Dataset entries
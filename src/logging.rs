use tracing_subscriber::EnvFilter;

/// Installs the global fmt subscriber. Safe to call more than once; later
/// calls are no-ops so tests can initialize freely.
pub fn init() {
    let filter = EnvFilter::try_from_default_env().unwrap_or_else(|_| EnvFilter::new("info"));
    let _ = tracing_subscriber::fmt()
        .with_env_filter(filter)
        .with_target(false)
        .with_writer(std::io::stderr)
        .try_init();
}
//! Index types for identity management.
//!
//! Task identities are represented as an index paired with a generation
//! counter. The generation keeps a recycled index distinct from its
//! previous occupant, so identity comparison stays sound (ABA safety).

use core::fmt;
use core::hash::{Hash, Hasher};

/// An index with a generation counter for ABA safety.
#[derive(Clone, Copy, PartialEq, Eq, PartialOrd, Ord)]
pub struct ArenaIndex {
    index: u32,
    generation: u32,
}

impl ArenaIndex {
    /// Creates a new arena index.
    #[must_use]
    pub const fn new(index: u32, generation: u32) -> Self {
        Self { index, generation }
    }

    /// Returns the raw index value.
    #[must_use]
    pub const fn index(self) -> u32 {
        self.index
    }

    /// Returns the generation counter.
    #[must_use]
    pub const fn generation(self) -> u32 {
        self.generation
    }
}

impl fmt::Debug for ArenaIndex {
    fn fmt(&self, f: &mut fmt::Formatter<'_>) -> fmt::Result {
        write!(f, "ArenaIndex({}:{})", self.index, self.generation)
    }
}

impl Hash for ArenaIndex {
    fn hash<H: Hasher>(&self, state: &mut H) {
        let packed = (u64::from(self.index) << 32) | u64::from(self.generation);
        state.write_u64(packed);
    }
}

** Your task **
Output, exactly and with nothing else, the lines from the line containing "#[derive(Clone, Copy, PartialEq, Eq, PartialOrd, Ord)]" to the end of the entries.

** Written response **
#[derive(Clone, Copy, PartialEq, Eq, PartialOrd, Ord)]
pub struct ArenaIndex {
    index: u32,
    generation: u32,
}

impl ArenaIndex {
    /// Creates a new arena index.
    #[must_use]
    pub const fn new(index: u32, generation: u32) -> Self {
        Self { index, generation }
    }

    /// Returns the raw index value.
    #[must_use]
    pub const fn index(self) -> u32 {
        self.index
    }

    /// Returns the generation counter.
    #[must_use]
    pub const fn generation(self) -> u32 {
        self.generation
    }
}

impl fmt::Debug for ArenaIndex {
    fn fmt(&self, f: &mut fmt::Formatter<'_>) -> fmt::Result {
        write!(f, "ArenaIndex({}:{})", self.index, self.generation)
    }
}

impl Hash for ArenaIndex {
    fn hash<H: Hasher>(&self, state: &mut H) {
        let packed = (u64::from(self.index) << 32) | u64::from(self.generation);
        state.write_u64(packed);
    }
}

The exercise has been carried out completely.